# My Little Haul From The Great Lehigh Valley Show



## Joe65SkylarkGS (Feb 15, 2010)

I got a few nice pieces here. I had a limited amount of money because Bob's show was last week!!

\Not sure we have these shows scheduled a week apart. Doesn't make much sense to me. No time to stock pile some cash!!!!!


----------



## Joe65SkylarkGS (Feb 15, 2010)

In the first shots, I got a black 65 GTO, gorgous!!, then the 3 Merc Lead Sleads. I put white walls on one and red lines on the other, and the black Merc is not finished. I didn't realize that some of these Merc's have LakeWood Side Pipes in with them!!! 
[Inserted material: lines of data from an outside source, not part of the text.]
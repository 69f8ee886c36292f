//! Cross-partition merge of partial aggregates.
//!
//! When several engine instances each process a subset of a window's
//! events, every instance emits partial aggregates for the keys it saw. The
//! unifier absorbs those streams and re-applies the same aggregator algebra
//! per [`AggregateKey`], producing one final aggregate per key per window.
//! Arrival order across partitions is unconstrained; correctness rests on
//! the associativity and commutativity every aggregator guarantees.
//!
//! The unifier must be configured with the same registry (same IDs) as
//! every producer. Its state is window-scoped exactly like the engine's:
//! empty at window start, drained at window end.

use std::collections::hash_map::Entry;
use std::collections::HashMap;
use std::sync::Arc;

use log::debug;

use crate::aggregator::AggregatorRegistry;
use crate::engine::{Aggregate, AggregateKey};
use crate::error::{DimensionError, DimensionResult};
use crate::types::GenericRecord;

/// Merges same-keyed partial aggregates from parallel partitions.
pub struct DimensionsUnifier {
    registry: Arc<AggregatorRegistry>,
    window: HashMap<AggregateKey, GenericRecord>,
}

impl DimensionsUnifier {
    /// Create a unifier over the producers' aggregator registry.
    pub fn new(registry: Arc<AggregatorRegistry>) -> Self {
        Self {
            registry,
            window: HashMap::new(),
        }
    }

    /// Merge one partial aggregate into the current window.
    ///
    /// Fails with a schema error if the aggregate names an aggregator ID
    /// the registry does not hold; that means producer and unifier were
    /// configured with different registries.
    pub fn absorb(&mut self, aggregate: Aggregate) -> DimensionResult<()> {
        let aggregator = self
            .registry
            .get(aggregate.key.aggregator_id)
            .ok_or_else(|| {
                DimensionError::schema_error(
                    format!(
                        "aggregator id {} not present in unifier registry",
                        aggregate.key.aggregator_id
                    ),
                    None,
                )
            })?
            .clone();

        let Aggregate { key, aggregates } = aggregate;
        match self.window.entry(key) {
            Entry::Occupied(mut entry) => aggregator.combine(entry.get_mut(), &aggregates),
            Entry::Vacant(entry) => {
                entry.insert(aggregates);
                Ok(())
            }
        }
    }

    /// Drain every unified aggregate for the current window, in
    /// unspecified order.
    pub fn flush(&mut self) -> Vec<Aggregate> {
        debug!("unifier flushing {} aggregates", self.window.len());
        self.window
            .drain()
            .map(|(key, aggregates)| Aggregate { key, aggregates })
            .collect()
    }

    /// Discard all in-memory state without emitting it.
    pub fn teardown(&mut self) {
        self.window.clear();
    }

    /// Number of distinct keys currently held
    pub fn len(&self) -> usize {
        self.window.len()
    }

    /// Check if the current window holds no aggregates
    pub fn is_empty(&self) -> bool {
        self.window.is_empty()
    }
}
In this next shot everuthing you see I got there.


----------



## Marty (Oct 20, 1999)

Kool stuph!

I believe all the Dash Mercs had sidepipes with them.

Who made the 34 coupe in the front row?

Marty
Marysville, OH


----------



## Joe65SkylarkGS (Feb 15, 2010)

Marty said:


> Kool stuph!
> 
> I believe all the Dash Mercs had sidepipes with them.
> 
> ...


Really? I been getting d___ed on all the ones I have but one!!!! I will have to take it up with my Dash Supplier!!!

The resin bodies are from the famous Resin Dude of coarse.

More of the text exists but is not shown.